Genius that I am, I actually have three public-speaking sort of engagements this week, the other two at Advertising Week — one of which involves me moderating a panel discussing the diversity and race issues in the industry. So, you know, no pressure there!
The reading Friday night is at the SIBA Trade Show and is open only to independent booksellers and the people who hang out with them. In other words, I don’t have to stand in front of a mix of family, friends and strangers for 20 minutes worrying that they’re getting bored. Nope. I have five minutes — FIVE MINUTES — to convince bookstore owners that they want to order my book. Again, no pressure.
Before my back problems got so bad I had to quit, I was one belt away from my black belt in karate. As one of the many parts of the black-belt test, the prospective student had to stand in front of his small class and give a little speech. The instructors made a big deal about how people fear public speaking more than they fear death.
I kept my mouth shut at the time, because I didn’t want to be disrespectful — or get a knee to the throat. But I’m with Seinfeld on that one. Public speaking is a bigger fear than death? Bullshit.
Public speaking might disturb my sleep. Worrying about it may do very bad things to my digestive system. The stress may make me want to puke and have me so nervous that when I do start speaking or reading I sound like a robot.
But public speaking does not wake me up at three in the morning. It doesn’t show up at my birthday parties with a smile on its face dropping comments such as “Another year, huh, Ken?” or “Let me get you another shot. It’s on me.” Fear of public speaking doesn’t have me wondering if this is all there is to life, freaking out that I didn’t get the private plane and the three houses and the half dozen lab puppies. I don’t think of an approaching public-speaking engagement and wonder where my sailboat is or if it’s time to start having more children.
And it’s not public speaking I’m keeping an eye out for every time I board a plane or get into a cab.
And whether I’m well prepared or ill prepared, I don’t have to wonder what’s going to happen to me after public speaking. There will always be a great sense of relief and, more often than not, I’m gonna get drunk.

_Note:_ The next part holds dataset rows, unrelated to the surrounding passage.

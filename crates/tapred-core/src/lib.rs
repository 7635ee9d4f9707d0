pub mod app_config;
pub mod channel;
pub mod config;
pub mod fairscore;

pub use app_config::{AppConfig, Environment};
pub use channel::{ChannelTag, TagExtraction};
pub use config::{load_app_config, load_app_config_from_env, ConfigError};
pub use fairscore::{is_fresh, is_fresh_within, CachedScore, ScoreExtraction};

Death, on the other hand? I don’t even want to go there. It scares me silly that this is it and there’s nothing afterwards. What scares me even more is that all that religion implanted in my head for 18 years is right. Because if it is, well, I guess I’ll be seeing most of you in hell!
At any rate, I’m doing a reading Friday night. Yay! And when I think about it — like right now — my stomach gets clenched up and I want to go hide under the sheets. This is an odd thing for an attention whore such as myself. Back in the day, you couldn’t keep me away from an open mic or a reading series. I had no shame. I’d be up there, “Blah blah blah blah. The end.” And I didn’t even have to have a few drinks to do it.

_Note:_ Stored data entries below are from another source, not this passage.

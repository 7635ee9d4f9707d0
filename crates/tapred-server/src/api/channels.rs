//! Community channel routes: chat-like views over the shared content feed.
//!
//! A channel has no storage of its own. Messages are content records whose
//! text carries a channel tag; reading a channel means filtering the flat
//! feed by decoded subnet name, and posting means packing the tag before
//! forwarding. The requester's identity arrives as an explicit
//! `viewer_username` parameter; the server keeps no ambient user state.

use axum::extract::{Path, Query, State};
use axum::{Extension, Json};
use chrono::{DateTime, Utc};
use serde::{Deserialize, Serialize};

use tapred_core::channel;
use tapred_tapestry::{ContentProperty, CreateContentRequest, FeedItem};

use crate::middleware::RequestId;

use super::{map_tapestry_error, ApiError, ApiResponse, AppState, ResponseMeta};

#[derive(Debug, Serialize)]
pub(in crate::api) struct ChatMessage {
    pub id: String,
    pub content: String,
    pub author: ChatAuthor,
    pub created_at: Option<DateTime<Utc>>,
    pub is_own: bool,
}

#[derive(Debug, Serialize)]
pub(in crate::api) struct ChatAuthor {
    pub username: String,
    pub avatar_url: Option<String>,
    pub wallet_address: String,
}

#[derive(Debug, Deserialize)]
pub(in crate::api) struct MessagesQuery {
    viewer_username: Option<String>,
}

pub(in crate::api) async fn list_messages(
    State(state): State<AppState>,
    Extension(req_id): Extension<RequestId>,
    Path(subnet): Path<String>,
    Query(query): Query<MessagesQuery>,
) -> Result<Json<ApiResponse<Vec<ChatMessage>>>, ApiError> {
    let feed = state
        .tapestry
        .get_feed()
        .await
        .map_err(|e| map_tapestry_error(req_id.0.clone(), &e))?;

    Ok(Json(ApiResponse {
        data: channel_messages(feed, &subnet, query.viewer_username.as_deref()),
        meta: ResponseMeta::new(req_id.0),
    }))
}

/// Filters the flat feed down to one channel's messages, oldest first.
fn channel_messages(feed: Vec<FeedItem>, subnet: &str, viewer: Option<&str>) -> Vec<ChatMessage> {
    let mut messages: Vec<ChatMessage> = feed
        .into_iter()
        .filter_map(|item| {
            let text = item.content.text.as_deref().unwrap_or_default();
            let tag = channel::extract(text);
            if tag.subnet_name.as_deref() != Some(subnet) {
                return None;
            }
            Some(ChatMessage {
                id: item.content.id,
                content: tag.clean_text,
                created_at: item
                    .content
                    .created_at
                    .and_then(DateTime::from_timestamp_millis),
                is_own: viewer == Some(item.author_profile.username.as_str()),
                author: ChatAuthor {
                    username: item.author_profile.username,
                    avatar_url: item.author_profile.image,
                    wallet_address: item.author_profile.id,
                },
            })
        })
        .collect();

    messages.sort_by_key(|m| m.created_at);
    messages
}

#[derive(Debug, Deserialize)]
pub(in crate::api) struct SendMessageBody {
    wallet_address: String,
    text: String,
}

#[derive(Debug, Serialize)]
pub(in crate::api) struct SentMessage {
    pub id: String,
    pub subnet: String,
    pub text: String,
}

pub(in crate::api) async fn send_message(
    State(state): State<AppState>,
    Extension(req_id): Extension<RequestId>,
    Path(subnet): Path<String>,
    Json(body): Json<SendMessageBody>,
) -> Result<Json<ApiResponse<SentMessage>>, ApiError> {
    let text = body.text.trim();
    if text.is_empty() {
        return Err(ApiError::new(
            req_id.0,
            "bad_request",
            "message text must be non-empty",
        ));
    }

    let packed = channel::pack(text, &subnet);
    let content = state
        .tapestry
        .create_content(&CreateContentRequest {
            owner_wallet_address: body.wallet_address,
            content: packed,
            properties: vec![ContentProperty {
                key: "subnet".to_owned(),
                value: subnet.clone(),
            }],
        })
        .await
        .map_err(|e| map_tapestry_error(req_id.0.clone(), &e))?;

    Ok(Json(ApiResponse {
        data: SentMessage {
            id: content.id,
            subnet,
            text: text.to_owned(),
        },
        meta: ResponseMeta::new(req_id.0),
    }))
}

The older I get, though, the worse the anxiety. This happened to me with dating. Older I got, worst those first dates got. That kid from Southpark who throws up on his little girlfriend’s shoes? I empathized.
But there are a couple of things I can do to help. The first is to have a couple of drinks. Not so many as to be buzzed. Nothing so harsh as to screw up my already screwy stomach. Girlie as it may seem, I’ve found white wine does the trick.

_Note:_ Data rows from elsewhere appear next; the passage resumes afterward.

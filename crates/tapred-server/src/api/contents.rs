//! Global feed, comments, and likes: thin reshaping proxies.

use axum::extract::{Path, Query, State};
use axum::{Extension, Json};
use chrono::{DateTime, Utc};
use serde::{Deserialize, Serialize};

use tapred_core::channel;
use tapred_tapestry::types::CreateCommentRequest;
use tapred_tapestry::FeedItem;

use crate::middleware::RequestId;

use super::{map_tapestry_error, ApiError, ApiResponse, AppState, ResponseMeta};

/// A feed entry as served to the browser, channel tag already decoded.
#[derive(Debug, Serialize)]
pub(in crate::api) struct FeedPostItem {
    pub id: String,
    pub text: String,
    pub subnet: Option<String>,
    pub author_id: String,
    pub author_username: String,
    pub author_image: Option<String>,
    pub created_at: Option<DateTime<Utc>>,
    pub like_count: i64,
    pub comment_count: i64,
}

impl FeedPostItem {
    fn from_item(item: FeedItem) -> Self {
        let raw = item.content.text.unwrap_or_default();
        let tag = channel::extract(&raw);
        let counts = item.social_counts.unwrap_or_default();
        Self {
            id: item.content.id,
            text: tag.clean_text,
            subnet: tag.subnet_name,
            author_id: item.author_profile.id,
            author_username: item.author_profile.username,
            author_image: item.author_profile.image,
            created_at: item
                .content
                .created_at
                .and_then(DateTime::from_timestamp_millis),
            like_count: counts.like_count,
            comment_count: counts.comment_count,
        }
    }
}

pub(in crate::api) async fn get_feed(
    State(state): State<AppState>,
    Extension(req_id): Extension<RequestId>,
) -> Result<Json<ApiResponse<Vec<FeedPostItem>>>, ApiError> {
    let feed = state
        .tapestry
        .get_feed()
        .await
        .map_err(|e| map_tapestry_error(req_id.0.clone(), &e))?;

    Ok(Json(ApiResponse {
        data: feed.into_iter().map(FeedPostItem::from_item).collect(),
        meta: ResponseMeta::new(req_id.0),
    }))
}

#[derive(Debug, Deserialize)]
pub(in crate::api) struct CommentBody {
    content_id: String,
    profile_id: String,
    text: String,
}

#[derive(Debug, Serialize)]
pub(in crate::api) struct CommentView {
    pub id: String,
    pub text: Option<String>,
}

pub(in crate::api) async fn create_comment(
    State(state): State<AppState>,
    Extension(req_id): Extension<RequestId>,
    Json(body): Json<CommentBody>,
) -> Result<Json<ApiResponse<CommentView>>, ApiError> {
    if body.content_id.is_empty() || body.profile_id.is_empty() || body.text.trim().is_empty() {
        return Err(ApiError::new(
            req_id.0,
            "bad_request",
            "content_id, profile_id, and text are required",
        ));
    }

    let comment = state
        .tapestry
        .create_comment(&CreateCommentRequest {
            content_id: body.content_id,
            profile_id: body.profile_id,
            text: body.text,
        })
        .await
        .map_err(|e| map_tapestry_error(req_id.0.clone(), &e))?;

    Ok(Json(ApiResponse {
        data: CommentView {
            id: comment.id,
            text: comment.text,
        },
        meta: ResponseMeta::new(req_id.0),
    }))
}

#[derive(Debug, Serialize)]
pub(in crate::api) struct Ack {
    pub ok: bool,
}

#[derive(Debug, Deserialize)]
pub(in crate::api) struct LikeBody {
    profile_id: String,
}

pub(in crate::api) async fn like_content(
    State(state): State<AppState>,
    Extension(req_id): Extension<RequestId>,
    Path(node_id): Path<String>,
    Json(body): Json<LikeBody>,
) -> Result<Json<ApiResponse<Ack>>, ApiError> {
    state
        .tapestry
        .like(&node_id, &body.profile_id)
        .await
        .map_err(|e| map_tapestry_error(req_id.0.clone(), &e))?;

    Ok(Json(ApiResponse {
        data: Ack { ok: true },
        meta: ResponseMeta::new(req_id.0),
    }))
}

#[derive(Debug, Deserialize)]
pub(in crate::api) struct UnlikeQuery {
    profile_id: String,
}

pub(in crate::api) async fn unlike_content(
    State(state): State<AppState>,
    Extension(req_id): Extension<RequestId>,
    Path(node_id): Path<String>,
    Query(query): Query<UnlikeQuery>,
) -> Result<Json<ApiResponse<Ack>>, ApiError> {
    state
        .tapestry
        .unlike(&node_id, &query.profile_id)
        .await
        .map_err(|e| map_tapestry_error(req_id.0.clone(), &e))?;

    Ok(Json(ApiResponse {
        data: Ack { ok: true },
        meta: ResponseMeta::new(req_id.0),
    }))
}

The other thing is to practice, practice, practice. That, though, brings up another fresh level of hell when reading my own work. I start cutting things. This stinks. I can’t believe I wrote that. I used THAT word again. Christ, who thought it was smart to publish this. When I did the couple of readings for The Subway Chronicles, I probably ended up cutting a couple of hundred words from the essay. And still I almost found myself standing at the podium, hitting myself in the face with the book, saying, “Stupid. Stupid. Stupid” over and over again.
All of that said, I’m actually looking forward to the reading. The adrenaline and worrying is part of the fun.
Even better, standing up in front of a room in an entirely different state in front of people who don’t know me and aren’t related to me is great for the ego.
As long as they don’t throw things at me.